START Data under study

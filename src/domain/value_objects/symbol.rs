//! Normalized futures symbol.

/// A symbol normalized for USDT-margined futures.
#[derive(Debug, Clone, PartialEq, Eq, Hash)]
pub struct Symbol(String);

impl Symbol {
    /// Normalize a raw token captured from message text.
    ///
    /// Trims, uppercases, strips a leading `$`/`#` and a trailing
    /// `/USDT`, `-USDT` or `_USDT`, then appends `USDT` when missing.
    /// Normalization is idempotent.
    pub fn normalize(raw: &str) -> Symbol {
        let mut s = raw.trim().to_ascii_uppercase();

        for prefix in ["$", "#"] {
            if let Some(stripped) = s.strip_prefix(prefix) {
                s = stripped.to_string();
            }
        }
        for suffix in ["/USDT", "-USDT", "_USDT"] {
            if let Some(stripped) = s.strip_suffix(suffix) {
                s = stripped.to_string();
            }
        }
        if !s.ends_with("USDT") {
            s.push_str("USDT");
        }

        Symbol(s)
    }

    /// Shape validation: 4–20 chars, `[A-Z0-9]` only, `USDT` suffix.
    pub fn is_valid(&self) -> bool {
        let s = &self.0;
        if s.len() < 4 || s.len() > 20 {
            return false;
        }
        if !s.ends_with("USDT") {
            return false;
        }
        s.bytes().all(|b| b.is_ascii_uppercase() || b.is_ascii_digit())
    }

    pub fn as_str(&self) -> &str {
        &self.0
    }

    pub fn into_string(self) -> String {
        self.0
    }
}

impl std::fmt::Display for Symbol {
    fn fmt(&self, f: &mut std::fmt::Formatter<'_>) -> std::fmt::Result {
        write!(f, "{}", self.0)
    }
}
//! User-data stream reader.
//!
//! One long-lived task per active account: obtains a listen key over signed
//! REST, opens the WebSocket, forwards parsed frames into the tracker's
//! channel and refreshes the listen key every 30 minutes. Reconnection is
//! deliberately left to process restart.

use std::sync::Arc;

use futures_util::{SinkExt, StreamExt};
use tokio::sync::mpsc;
use tokio::task::JoinHandle;
use tokio_tungstenite::connect_async;
use tokio_tungstenite::tungstenite::protocol::Message;
use tracing::{debug, error, info, warn};

use crate::domain::entities::stream::StreamEvent;

use super::types::parse_stream_event;
use super::{BinanceClient, BinanceError};

const KEEPALIVE_INTERVAL: std::time::Duration = std::time::Duration::from_secs(30 * 60);

/// Spawn the reader task for one account.
pub fn spawn(
    client: Arc<BinanceClient>,
    account_id: i64,
    tx: mpsc::Sender<StreamEvent>,
) -> JoinHandle<()> {
    tokio::spawn(async move {
        if let Err(e) = run(client, account_id, tx).await {
            error!(account_id, "user data stream terminated: {e}");
        }
    })
}

async fn run(
    client: Arc<BinanceClient>,
    account_id: i64,
    tx: mpsc::Sender<StreamEvent>,
) -> Result<(), BinanceError> {
    let listen_key = client.start_user_stream().await?;
    let url = format!("{}/ws/{}", client.ws_base_url(), listen_key);

    let (ws, _) = connect_async(url.as_str())
        .await
        .map_err(|e| BinanceError::WebSocket(e.to_string()))?;
    info!(account_id, "connected to user data stream");

    let (mut write, mut read) = ws.split();
    let keepalive = spawn_keepalive(client.clone(), account_id, listen_key);

    while let Some(frame) = read.next().await {
        match frame {
            Ok(Message::Text(text)) => {
                // Unparseable frames are heartbeats or unknown event kinds.
                if let Some(event) = parse_stream_event(text.as_str()) {
                    if tx.send(event).await.is_err() {
                        debug!(account_id, "stream consumer gone, closing reader");
                        break;
                    }
                }
            }
            Ok(Message::Ping(payload)) => {
                if let Err(e) = write.send(Message::Pong(payload)).await {
                    warn!(account_id, "failed to answer ping: {e}");
                    break;
                }
            }
            Ok(Message::Close(_)) => {
                info!(account_id, "user data stream closed by exchange");
                break;
            }
            Ok(_) => {}
            Err(e) => {
                warn!(account_id, "websocket read error: {e}");
                break;
            }
        }
    }

    keepalive.abort();
    Ok(())
}

fn spawn_keepalive(
    client: Arc<BinanceClient>,
    account_id: i64,
    listen_key: String,
) -> JoinHandle<()> {
    tokio::spawn(async move {
        let mut ticker = tokio::time::interval(KEEPALIVE_INTERVAL);
        ticker.tick().await; // immediate first tick
        loop {
            ticker.tick().await;
            match client.keepalive_user_stream(&listen_key).await {
                Ok(()) => debug!(account_id, "listen key refreshed"),
                Err(e) => {
                    error!(account_id, "listen key refresh failed: {e}");
                    return;
                }
            }
        }
    })
}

END Data under study

### Task brief
Show every line from the entries above in which the word "self" appears.

### Answer box
    pub fn is_valid(&self) -> bool {
        let s = &self.0;
    pub fn as_str(&self) -> &str {
        &self.0
    pub fn into_string(self) -> String {
        self.0
    fn fmt(&self, f: &mut std::fmt::Formatter<'_>) -> std::fmt::Result {
        write!(f, "{}", self.0)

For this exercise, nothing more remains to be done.